"Divorce is a very difficult process. What makes it difficult is two human beings, usually human beings who used to love each other very much, now not so much. Sometimes they hate each other, sometimes only one hates the other. Maybe a spouse has cheated on the other spouse and we've got feelings of guilt and feelings of anger and feelings of hostility and that creates a high conflict divorce. Maybe you're involved in a very ugly custody battle, fighting over your children, high conflict. How do you simplify that? It is almost impossible to simplify that without the cooperation of both parties and that takes a lot to achieve, but the good news is that divorce is a process and it does take some time.
Over time you and your spouse are going to be exposed to the emotional drain and the financial drain associated with constantly fighting with each other over and over again. And ideally, you will each have consulted with experienced, competent skilled family law attorneys who have a lot of experience dealing with high conflict cases and in that context, that counsel, hopefully, can steer you to other professionals. Mental health professionals. marriage counselors, child custody evaluators. Take every opportunity to pull the emotions out of the process so that the two of you can see this for what it is. It's the dissolution of a marriage, the dissolution of a partnership. You are trying to create a scenario where you can both go on your separate ways as intact human beings. That is going to require respect, patience, and a willingness to compromise. Settlement is not you doing what I say and there we've settled. Settlement is me giving up and you giving up and we meet in the middle. You have to get to that place in order to simplify and make your high conflict case capable of being resolved without going to battle in court. A lot of people really resent the suggestion that they have to see a counselor or that they should see a counselor because they say there is nothing wrong with me, it is all his fault, or it's all her fault. What do we do in that situation? That very dynamic calls out for some sort of counseling, some sort of back and forth to help you realize, if what you really want to do is simplify this process so that you can get it over with and move on with your life, this might be one of the steps you consider taking. If not for your help and immediate benefit, for the help and immediate benefit of your spouse. You are trying to work together to work things out and if you start out at each other's throats until you put the guns down, you have a very difficult time coming to a bargain.

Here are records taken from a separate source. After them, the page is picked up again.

//! Parser state, the resource loop and junk recovery.

use crate::ast::{Annotation, Comment, Entry, Junk, Resource, Span, TopLevel, Whitespace};

use super::error::{ErrorKind, ParseResult};
use super::stream::{EOL, Stream};

pub(super) struct ResourceParser<'src> {
    pub(super) stream: Stream<'src>,
    with_spans: bool,
    recursion_limit: Option<u32>,
    depth: u32,
}

impl<'src> ResourceParser<'src> {
    pub fn new(source: &'src str, with_spans: bool, recursion_limit: Option<u32>) -> Self {
        Self {
            stream: Stream::new(source),
            with_spans,
            recursion_limit,
            depth: 0,
        }
    }

    pub fn parse_resource(mut self) -> Resource {
        tracing::debug!(len = self.stream.len(), spans = self.with_spans, "parsing resource");

        let mut body = Vec::new();

        let leading_start = self.stream.index();
        let leading_lines = self.stream.skip_blank_block();
        if leading_lines > 0 {
            body.push(self.whitespace(leading_start, leading_lines));
        }

        // A comment directly followed by a message or term belongs to it, which
        // isn't known until the next entry has been parsed.
        let mut pending_comment: Option<Comment> = None;

        while !self.stream.is_eof() {
            let entry = self.entry_or_junk();

            let blank_start = self.stream.index();
            let blank_lines = self.stream.skip_blank_block();

            let entry = match entry {
                TopLevel::Entry(Entry::Comment(comment))
                    if blank_lines == 0 && !self.stream.is_eof() =>
                {
                    if let Some(previous) = pending_comment.replace(comment) {
                        body.push(TopLevel::Entry(Entry::Comment(previous)));
                    }
                    continue;
                }
                entry => entry,
            };

            match (pending_comment.take(), entry) {
                (Some(comment), TopLevel::Entry(Entry::Message(mut message))) => {
                    message.span = attach_span(message.span, comment.span);
                    message.comment = Some(comment);
                    body.push(TopLevel::Entry(Entry::Message(message)));
                }
                (Some(comment), TopLevel::Entry(Entry::Term(mut term))) => {
                    term.span = attach_span(term.span, comment.span);
                    term.comment = Some(comment);
                    body.push(TopLevel::Entry(Entry::Term(term)));
                }
                (Some(comment), entry) => {
                    body.push(TopLevel::Entry(Entry::Comment(comment)));
                    body.push(entry);
                }
                (None, entry) => body.push(entry),
            }

            if blank_lines > 0 {
                body.push(self.whitespace(blank_start, blank_lines));
            }
        }

        if let Some(comment) = pending_comment {
            body.push(TopLevel::Entry(Entry::Comment(comment)));
        }

        let junk_count = body.iter().filter(|item| matches!(item, TopLevel::Junk(_))).count();
        tracing::debug!(items = body.len(), junk = junk_count, "parsed resource");

        Resource {
            body,
            span: self.span_from(0),
        }
    }

    fn entry_or_junk(&mut self) -> TopLevel {
        let entry_start = self.stream.index();
        self.depth = 0;

        let result = self
            .entry()
            .and_then(|entry| self.stream.expect_line_end().map(|()| entry));

        match result {
            Ok(entry) => TopLevel::Entry(entry),
            Err(kind) => self.junk(entry_start, kind),
        }
    }

    fn junk(&mut self, entry_start: usize, kind: ErrorKind) -> TopLevel {
        let error_index = self.stream.index();
        self.stream.skip_to_next_entry_start(entry_start);
        let next_entry_start = self.stream.index();

        // The scan may have rewound to the start of the failing line.
        let error_index = error_index.min(next_entry_start);

        tracing::debug!(
            code = kind.code(),
            start = entry_start,
            end = next_entry_start,
            "recovered from malformed entry"
        );

        let annotation = Annotation {
            code: kind.code().to_string(),
            message: kind.to_string(),
            arguments: kind.arguments(),
            span: Span::new(error_index, error_index),
        };

        TopLevel::Junk(Junk {
            content: self.stream.slice(entry_start, next_entry_start).to_string(),
            annotations: vec![annotation],
            span: self.span_from(entry_start),
        })
    }

    fn whitespace(&self, start: usize, line_ends: usize) -> TopLevel {
        TopLevel::Whitespace(Whitespace {
            content: EOL.to_string().repeat(line_ends),
            span: self.span_from(start),
        })
    }

    /// Span from `start` to the current index, when spans are enabled.
    pub(super) fn span_from(&self, start: usize) -> Option<Span> {
        self.with_spans
            .then(|| Span::new(start, self.stream.index()))
    }

    pub(super) fn with_spans(&self) -> bool {
        self.with_spans
    }

    pub(super) fn enter_nesting(&mut self) -> ParseResult<()> {
        if let Some(limit) = self.recursion_limit
            && self.depth >= limit
        {
            return Err(ErrorKind::NestingLimitExceeded(limit));
        }
        self.depth += 1;
        Ok(())
    }

    pub(super) fn exit_nesting(&mut self) {
        self.depth = self.depth.saturating_sub(1);
    }
}

/// Extends an entry's span backwards to cover its attached comment.
fn attach_span(entry: Option<Span>, comment: Option<Span>) -> Option<Span> {
    match (entry, comment) {
        (Some(entry), Some(comment)) => Some(Span::new(comment.start, entry.end)),
        (entry, _) => entry,
    }
}
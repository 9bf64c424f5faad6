//! Syntax engine for Fluent (FTL) localization resources.
//!
//! Source text is parsed into a typed [`ast::Resource`] and rendered back into
//! canonical source text by the [`Serializer`]. Parsing never fails: entries
//! that don't follow the grammar are kept as [`ast::Junk`] with an annotation
//! describing the first error found in them.
//!
//! # Example
//!
//! ```
//! use ftl_syntax::ast::{Entry, TopLevel};
//!
//! let source = "hello = Hello, { $name }!\n";
//! let resource = ftl_syntax::parse(source);
//!
//! assert!(matches!(resource.body[0], TopLevel::Entry(Entry::Message(_))));
//! assert_eq!(ftl_syntax::serialize(&resource).unwrap(), source);
//! ```

#![cfg_attr(coverage_nightly, feature(coverage_attribute))]

pub mod ast;
pub mod diagnostics;
pub mod parser;
pub mod serializer;

#[cfg(test)]
mod roundtrip_tests;

pub use diagnostics::{Diagnostic, Diagnostics, DiagnosticsPrinter};
pub use parser::{ErrorKind, Parser};
pub use serializer::{Render, Serializer};

/// Errors raised while serializing a tree that violates the AST invariants.
///
/// Parsing itself never fails; these only occur for hand-built or mutated trees.
#[derive(Debug, Clone, PartialEq, Eq, thiserror::Error)]
pub enum Error {
    #[error("message `{0}` has neither a value nor attributes")]
    EmptyMessage(String),

    #[error("select expression has no variants")]
    EmptySelectExpression,

    #[error("select expression has {0} default variants, expected exactly one")]
    DefaultVariantCount(usize),

    /// The output sink refused a write.
    #[error("failed to write serialized output")]
    Write(#[from] std::fmt::Error),
}

/// Result type for serialization.
pub type Result<T> = std::result::Result<T, Error>;

/// Parses `source` with the default [`Parser`] configuration (no spans).
pub fn parse(source: &str) -> ast::Resource {
    Parser::new().parse(source)
}

/// Serializes `resource` with the default [`Serializer`] configuration (junk dropped).
pub fn serialize(resource: &ast::Resource) -> Result<String> {
    Serializer::new().serialize(resource)
}
//! Diagnostic logging for the `ftl` binary.
//!
//! Events go to stderr so that command output on stdout stays machine-readable.
//! `RUST_LOG` wins over `-v` when set.

use std::io;

use tracing_subscriber::{EnvFilter, fmt, layer::SubscriberExt, util::SubscriberInitExt};

pub fn init(verbosity: u8) {
    let filter = EnvFilter::try_from_default_env()
        .unwrap_or_else(|_| EnvFilter::new(default_directive(verbosity)));

    let layer = fmt::layer()
        .compact()
        .with_target(false)
        .without_time()
        .with_writer(io::stderr);

    // A second init (tests, embedding) keeps the first subscriber.
    let _ = tracing_subscriber::registry()
        .with(filter)
        .with(layer)
        .try_init();
}

fn default_directive(verbosity: u8) -> &'static str {
    match verbosity {
        0 => "warn",
        1 => "info",
        2 => "debug",
        _ => "trace",
    }
}

#[cfg(test)]
mod tests {
    use super::default_directive;

    #[test]
    fn verbosity_levels() {
        assert_eq!(default_directive(0), "warn");
        assert_eq!(default_directive(1), "info");
        assert_eq!(default_directive(2), "debug");
        assert_eq!(default_directive(7), "trace");
    }
}
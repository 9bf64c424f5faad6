//! Command builders for the CLI.
//!
//! Each command is built using the shared arg builders from `args.rs`.

use clap::Command;

use super::args::*;

/// Build the complete CLI with all subcommands.
pub fn build_cli() -> Command {
    Command::new("ftl")
        .about("Parse, check and format Fluent (FTL) localization files")
        .subcommand_required(true)
        .arg_required_else_help(true)
        .arg(verbose_arg().global(true))
        .subcommand(check_command())
        .subcommand(fmt_command())
        .subcommand(ast_command())
}

/// Report syntax errors.
pub fn check_command() -> Command {
    Command::new("check")
        .about("Report syntax errors in FTL files")
        .override_usage(
            "\
  ftl check <FILE>...
  ftl check -t <TEXT>",
        )
        .after_help(
            r#"EXAMPLES:
  ftl check en-US/main.ftl            # one file
  ftl check locales/*/*.ftl           # many files
  cat main.ftl | ftl check -          # stdin
  ftl check -t 'hello = Hello'        # inline source"#,
        )
        .arg(inputs_arg())
        .arg(text_arg().conflicts_with("inputs"))
        .arg(color_arg())
}

/// Print the canonical serialization.
pub fn fmt_command() -> Command {
    Command::new("fmt")
        .about("Print an FTL file in canonical layout")
        .override_usage(
            "\
  ftl fmt <FILE> [--write | --check]
  ftl fmt -t <TEXT>",
        )
        .after_help(
            r#"EXAMPLES:
  ftl fmt main.ftl                    # print formatted source
  ftl fmt main.ftl --write            # rewrite in place
  ftl fmt main.ftl --check            # fail if not formatted
  ftl fmt main.ftl --keep-junk        # keep broken entries verbatim"#,
        )
        .arg(input_arg())
        .arg(text_arg().conflicts_with("input"))
        .arg(keep_junk_arg())
        .arg(write_arg().conflicts_with("check"))
        .arg(check_arg())
}

/// Show the syntax tree.
pub fn ast_command() -> Command {
    Command::new("ast")
        .about("Show the syntax tree of an FTL file")
        .override_usage(
            "\
  ftl ast <FILE> [--spans] [--json]
  ftl ast -t <TEXT>",
        )
        .after_help(
            r#"EXAMPLES:
  ftl ast main.ftl                    # indented tree
  ftl ast main.ftl --spans            # with byte offsets
  ftl ast -t 'a = { $x }' --json      # JSON"#,
        )
        .arg(input_arg())
        .arg(text_arg().conflicts_with("input"))
        .arg(spans_arg())
        .arg(json_arg())
}
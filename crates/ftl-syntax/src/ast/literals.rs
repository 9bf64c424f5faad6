//! Decoding of literal source text.

use std::borrow::Cow;

use super::{NumberLiteral, StringLiteral};

const REPLACEMENT_CHAR: char = '\u{FFFD}';

impl StringLiteral {
    /// Decodes the escape sequences kept raw in `value`.
    ///
    /// `\uXXXX` and `\UXXXXXX` escapes naming a surrogate or a code point above
    /// U+10FFFF decode to U+FFFD. Borrows when there is nothing to decode.
    pub fn parse(&self) -> Cow<'_, str> {
        unescape(&self.value)
    }
}

fn unescape(raw: &str) -> Cow<'_, str> {
    let Some(first_escape) = raw.find('\\') else {
        return Cow::Borrowed(raw);
    };

    let mut decoded = String::with_capacity(raw.len());
    decoded.push_str(&raw[..first_escape]);

    let mut chars = raw[first_escape..].char_indices();
    while let Some((offset, ch)) = chars.next() {
        if ch != '\\' {
            decoded.push(ch);
            continue;
        }

        match chars.next() {
            Some((_, escaped @ ('\\' | '"'))) => decoded.push(escaped),
            Some((_, marker @ ('u' | 'U'))) => {
                let len = if marker == 'u' { 4 } else { 6 };
                let start = first_escape + offset + 2;
                let digits = raw.get(start..start + len);
                decoded.push(digits.map_or(REPLACEMENT_CHAR, decode_code_point));
                for _ in 0..len {
                    if chars.next().is_none() {
                        break;
                    }
                }
            }
            _ => decoded.push(REPLACEMENT_CHAR),
        }
    }

    Cow::Owned(decoded)
}

fn decode_code_point(digits: &str) -> char {
    u32::from_str_radix(digits, 16)
        .ok()
        .and_then(char::from_u32)
        .unwrap_or(REPLACEMENT_CHAR)
}

/// Numeric value of a [`NumberLiteral`].
#[derive(Debug, Clone, Copy, PartialEq)]
pub struct NumberValue {
    pub value: f64,
    /// Number of digits after the decimal point in the source text.
    pub precision: usize,
}

impl NumberLiteral {
    /// Returns `None` when `value` isn't valid number syntax, which only
    /// happens for hand-built nodes.
    pub fn parse(&self) -> Option<NumberValue> {
        let value = self.value.parse::<f64>().ok()?;
        let precision = self
            .value
            .split_once('.')
            .map_or(0, |(_, fraction)| fraction.len());
        Some(NumberValue { value, precision })
    }
}
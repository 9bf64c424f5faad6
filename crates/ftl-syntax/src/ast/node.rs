//! Uniform, explicitly enumerated view over every node kind.

use super::*;

/// Closed set of node kinds.
#[derive(Debug, Clone, Copy, PartialEq, Eq, Hash)]
pub enum NodeKind {
    Resource,
    Message,
    Term,
    Comment,
    GroupComment,
    ResourceComment,
    Junk,
    Annotation,
    Whitespace,
    Attribute,
    Pattern,
    TextElement,
    Placeable,
    StringLiteral,
    NumberLiteral,
    VariableReference,
    MessageReference,
    TermReference,
    FunctionReference,
    SelectExpression,
    Variant,
    CallArguments,
    NamedArgument,
    Identifier,
}

impl NodeKind {
    pub fn name(self) -> &'static str {
        match self {
            NodeKind::Resource => "Resource",
            NodeKind::Message => "Message",
            NodeKind::Term => "Term",
            NodeKind::Comment => "Comment",
            NodeKind::GroupComment => "GroupComment",
            NodeKind::ResourceComment => "ResourceComment",
            NodeKind::Junk => "Junk",
            NodeKind::Annotation => "Annotation",
            NodeKind::Whitespace => "Whitespace",
            NodeKind::Attribute => "Attribute",
            NodeKind::Pattern => "Pattern",
            NodeKind::TextElement => "TextElement",
            NodeKind::Placeable => "Placeable",
            NodeKind::StringLiteral => "StringLiteral",
            NodeKind::NumberLiteral => "NumberLiteral",
            NodeKind::VariableReference => "VariableReference",
            NodeKind::MessageReference => "MessageReference",
            NodeKind::TermReference => "TermReference",
            NodeKind::FunctionReference => "FunctionReference",
            NodeKind::SelectExpression => "SelectExpression",
            NodeKind::Variant => "Variant",
            NodeKind::CallArguments => "CallArguments",
            NodeKind::NamedArgument => "NamedArgument",
            NodeKind::Identifier => "Identifier",
        }
    }
}

impl std::fmt::Display for NodeKind {
    fn fmt(&self, f: &mut std::fmt::Formatter<'_>) -> std::fmt::Result {
        f.write_str(self.name())
    }
}

/// Borrowed reference to any node.
#[derive(Debug, Clone, Copy)]
pub enum NodeRef<'a> {
    Resource(&'a Resource),
    Message(&'a Message),
    Term(&'a Term),
    Comment(&'a Comment),
    GroupComment(&'a GroupComment),
    ResourceComment(&'a ResourceComment),
    Junk(&'a Junk),
    Annotation(&'a Annotation),
    Whitespace(&'a Whitespace),
    Attribute(&'a Attribute),
    Pattern(&'a Pattern),
    TextElement(&'a TextElement),
    Placeable(&'a Placeable),
    StringLiteral(&'a StringLiteral),
    NumberLiteral(&'a NumberLiteral),
    VariableReference(&'a VariableReference),
    MessageReference(&'a MessageReference),
    TermReference(&'a TermReference),
    FunctionReference(&'a FunctionReference),
    SelectExpression(&'a SelectExpression),
    Variant(&'a Variant),
    CallArguments(&'a CallArguments),
    NamedArgument(&'a NamedArgument),
    Identifier(&'a Identifier),
}

/// Value of one named field of a node.
#[derive(Debug, Clone)]
pub enum Field<'a> {
    /// Single child; `None` when an optional child is absent.
    Node(Option<NodeRef<'a>>),
    Nodes(Vec<NodeRef<'a>>),
    Text(&'a str),
    Texts(&'a [String]),
    Bool(bool),
    Span(Option<Span>),
}

impl<'a> NodeRef<'a> {
    pub fn kind(&self) -> NodeKind {
        match self {
            NodeRef::Resource(_) => NodeKind::Resource,
            NodeRef::Message(_) => NodeKind::Message,
            NodeRef::Term(_) => NodeKind::Term,
            NodeRef::Comment(_) => NodeKind::Comment,
            NodeRef::GroupComment(_) => NodeKind::GroupComment,
            NodeRef::ResourceComment(_) => NodeKind::ResourceComment,
            NodeRef::Junk(_) => NodeKind::Junk,
            NodeRef::Annotation(_) => NodeKind::Annotation,
            NodeRef::Whitespace(_) => NodeKind::Whitespace,
            NodeRef::Attribute(_) => NodeKind::Attribute,
            NodeRef::Pattern(_) => NodeKind::Pattern,
            NodeRef::TextElement(_) => NodeKind::TextElement,
            NodeRef::Placeable(_) => NodeKind::Placeable,
            NodeRef::StringLiteral(_) => NodeKind::StringLiteral,
            NodeRef::NumberLiteral(_) => NodeKind::NumberLiteral,
            NodeRef::VariableReference(_) => NodeKind::VariableReference,
            NodeRef::MessageReference(_) => NodeKind::MessageReference,
            NodeRef::TermReference(_) => NodeKind::TermReference,
            NodeRef::FunctionReference(_) => NodeKind::FunctionReference,
            NodeRef::SelectExpression(_) => NodeKind::SelectExpression,
            NodeRef::Variant(_) => NodeKind::Variant,
            NodeRef::CallArguments(_) => NodeKind::CallArguments,
            NodeRef::NamedArgument(_) => NodeKind::NamedArgument,
            NodeRef::Identifier(_) => NodeKind::Identifier,
        }
    }

    /// Span recorded for the node, if any.
    pub fn span(&self) -> Option<Span> {
        match self {
            NodeRef::Resource(n) => n.span,
            NodeRef::Message(n) => n.span,
            NodeRef::Term(n) => n.span,
            NodeRef::Comment(n) => n.span,
            NodeRef::GroupComment(n) => n.span,
            NodeRef::ResourceComment(n) => n.span,
            NodeRef::Junk(n) => n.span,
            NodeRef::Annotation(n) => Some(n.span),
            NodeRef::Whitespace(n) => n.span,
            NodeRef::Attribute(n) => n.span,
            NodeRef::Pattern(n) => n.span,
            NodeRef::TextElement(n) => n.span,
            NodeRef::Placeable(n) => n.span,
            NodeRef::StringLiteral(n) => n.span,
            NodeRef::NumberLiteral(n) => n.span,
            NodeRef::VariableReference(n) => n.span,
            NodeRef::MessageReference(n) => n.span,
            NodeRef::TermReference(n) => n.span,
            NodeRef::FunctionReference(n) => n.span,
            NodeRef::SelectExpression(n) => n.span,
            NodeRef::Variant(n) => n.span,
            NodeRef::CallArguments(n) => n.span,
            NodeRef::NamedArgument(n) => n.span,
            NodeRef::Identifier(n) => n.span,
        }
    }

    /// Named fields in declaration order, span last.
    pub fn fields(&self) -> Vec<(&'static str, Field<'a>)> {
        use Field::{Bool, Nodes, Text, Texts};

        let one = |node: NodeRef<'a>| Field::Node(Some(node));
        let span = ("span", Field::Span(self.span()));

        let mut fields = match *self {
            NodeRef::Resource(n) => vec![("body", Nodes(n.body.iter().map(NodeRef::from).collect()))],
            NodeRef::Message(n) => vec![
                ("id", one(NodeRef::Identifier(&n.id))),
                ("value", Field::Node(n.value.as_ref().map(NodeRef::Pattern))),
                ("attributes", Nodes(n.attributes.iter().map(NodeRef::Attribute).collect())),
                ("comment", Field::Node(n.comment.as_ref().map(NodeRef::Comment))),
            ],
            NodeRef::Term(n) => vec![
                ("id", one(NodeRef::Identifier(&n.id))),
                ("value", one(NodeRef::Pattern(&n.value))),
                ("attributes", Nodes(n.attributes.iter().map(NodeRef::Attribute).collect())),
                ("comment", Field::Node(n.comment.as_ref().map(NodeRef::Comment))),
            ],
            NodeRef::Comment(n) => vec![("content", Text(&n.content))],
            NodeRef::GroupComment(n) => vec![("content", Text(&n.content))],
            NodeRef::ResourceComment(n) => vec![("content", Text(&n.content))],
            NodeRef::Junk(n) => vec![
                ("content", Text(&n.content)),
                ("annotations", Nodes(n.annotations.iter().map(NodeRef::Annotation).collect())),
            ],
            NodeRef::Annotation(n) => vec![
                ("code", Text(&n.code)),
                ("message", Text(&n.message)),
                ("arguments", Texts(&n.arguments)),
            ],
            NodeRef::Whitespace(n) => vec![("content", Text(&n.content))],
            NodeRef::Attribute(n) => vec![
                ("id", one(NodeRef::Identifier(&n.id))),
                ("value", one(NodeRef::Pattern(&n.value))),
            ],
            NodeRef::Pattern(n) => vec![(
                "elements",
                Nodes(n.elements.iter().map(NodeRef::from).collect()),
            )],
            NodeRef::TextElement(n) => vec![("value", Text(&n.value))],
            NodeRef::Placeable(n) => vec![("expression", one(NodeRef::from(&n.expression)))],
            NodeRef::StringLiteral(n) => vec![("value", Text(&n.value))],
            NodeRef::NumberLiteral(n) => vec![("value", Text(&n.value))],
            NodeRef::VariableReference(n) => vec![("id", one(NodeRef::Identifier(&n.id)))],
            NodeRef::MessageReference(n) => vec![
                ("id", one(NodeRef::Identifier(&n.id))),
                ("attribute", Field::Node(n.attribute.as_ref().map(NodeRef::Identifier))),
            ],
            NodeRef::TermReference(n) => vec![
                ("id", one(NodeRef::Identifier(&n.id))),
                ("attribute", Field::Node(n.attribute.as_ref().map(NodeRef::Identifier))),
                ("arguments", Field::Node(n.arguments.as_ref().map(NodeRef::CallArguments))),
            ],
            NodeRef::FunctionReference(n) => vec![
                ("id", one(NodeRef::Identifier(&n.id))),
                ("arguments", one(NodeRef::CallArguments(&n.arguments))),
            ],
            NodeRef::SelectExpression(n) => vec![
                ("selector", one(NodeRef::from(&n.selector))),
                ("variants", Nodes(n.variants.iter().map(NodeRef::Variant).collect())),
            ],
            NodeRef::Variant(n) => vec![
                ("key", one(NodeRef::from(&n.key))),
                ("value", one(NodeRef::Pattern(&n.value))),
                ("default", Bool(n.default)),
            ],
            NodeRef::CallArguments(n) => vec![
                ("positional", Nodes(n.positional.iter().map(NodeRef::from).collect())),
                ("named", Nodes(n.named.iter().map(NodeRef::NamedArgument).collect())),
            ],
            NodeRef::NamedArgument(n) => vec![
                ("name", one(NodeRef::Identifier(&n.name))),
                ("value", one(NodeRef::from(&n.value))),
            ],
            NodeRef::Identifier(n) => vec![("name", Text(&n.name))],
        };
        fields.push(span);
        fields
    }

    /// Child nodes in field order.
    pub fn children(&self) -> Vec<NodeRef<'a>> {
        let mut children = Vec::new();
        for (_, field) in self.fields() {
            match field {
                Field::Node(Some(node)) => children.push(node),
                Field::Nodes(nodes) => children.extend(nodes),
                _ => {}
            }
        }
        children
    }
}

impl<'a> From<&'a TopLevel> for NodeRef<'a> {
    fn from(node: &'a TopLevel) -> Self {
        match node {
            TopLevel::Entry(entry) => NodeRef::from(entry),
            TopLevel::Junk(junk) => NodeRef::Junk(junk),
            TopLevel::Whitespace(whitespace) => NodeRef::Whitespace(whitespace),
        }
    }
}

impl<'a> From<&'a Entry> for NodeRef<'a> {
    fn from(node: &'a Entry) -> Self {
        match node {
            Entry::Message(n) => NodeRef::Message(n),
            Entry::Term(n) => NodeRef::Term(n),
            Entry::Comment(n) => NodeRef::Comment(n),
            Entry::GroupComment(n) => NodeRef::GroupComment(n),
            Entry::ResourceComment(n) => NodeRef::ResourceComment(n),
        }
    }
}

impl<'a> From<&'a PatternElement> for NodeRef<'a> {
    fn from(node: &'a PatternElement) -> Self {
        match node {
            PatternElement::TextElement(n) => NodeRef::TextElement(n),
            PatternElement::Placeable(n) => NodeRef::Placeable(n),
        }
    }
}

impl<'a> From<&'a Expression> for NodeRef<'a> {
    fn from(node: &'a Expression) -> Self {
        match node {
            Expression::StringLiteral(n) => NodeRef::StringLiteral(n),
            Expression::NumberLiteral(n) => NodeRef::NumberLiteral(n),
            Expression::VariableReference(n) => NodeRef::VariableReference(n),
            Expression::MessageReference(n) => NodeRef::MessageReference(n),
            Expression::TermReference(n) => NodeRef::TermReference(n),
            Expression::FunctionReference(n) => NodeRef::FunctionReference(n),
            Expression::SelectExpression(n) => NodeRef::SelectExpression(n),
            Expression::Placeable(n) => NodeRef::Placeable(n),
        }
    }
}

impl<'a> From<&'a Literal> for NodeRef<'a> {
    fn from(node: &'a Literal) -> Self {
        match node {
            Literal::StringLiteral(n) => NodeRef::StringLiteral(n),
            Literal::NumberLiteral(n) => NodeRef::NumberLiteral(n),
        }
    }
}

impl<'a> From<&'a VariantKey> for NodeRef<'a> {
    fn from(node: &'a VariantKey) -> Self {
        match node {
            VariantKey::Identifier(n) => NodeRef::Identifier(n),
            VariantKey::NumberLiteral(n) => NodeRef::NumberLiteral(n),
        }
    }
}

impl<'a> From<&'a Resource> for NodeRef<'a> {
    fn from(node: &'a Resource) -> Self {
        NodeRef::Resource(node)
    }
}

Sometimes settlement is simply not possible and an experienced family law attorney who has dealt with high conflict matters will be able to let you know or at least give you guidance when you are at that place. What do you do? How can I possibly settle with someone who is completely unreasonable? The answer to that question is, you may not be able to. That's what the courts are there for, that is what the law is here for. California has a whole system of laws in the family code that basically lays out the roadmap for how divorces will get done, how custody is determined, how visitation is determined, how property is divided. It is all there. If you can't work it out as two civilized people at the bargaining table, then you're going to have to go to court and you're going to have to let the court work it out. Some people are hopeful that if they file in a particular jurisdiction, they'll get a better result. For example, well maybe if I was living in Ventura County I would be able to get a better result than living in Los Angeles County, something like that. The truth of the matter is that is not the case. The law is the law throughout the state of California. The only variation that there may be between Los Angeles County and Ventura County or any other jurisdictional difference within the state, it is going to be a result of particular judicial officers hearing your case. Those people may have their own experiences that they bring to the table and their own sense of what they should do or shouldn't do and there is some leeway in the law. In general, no matter where you are in the state, Los Angeles County, Ventura County, or wherever, the laws are going to be applied the same."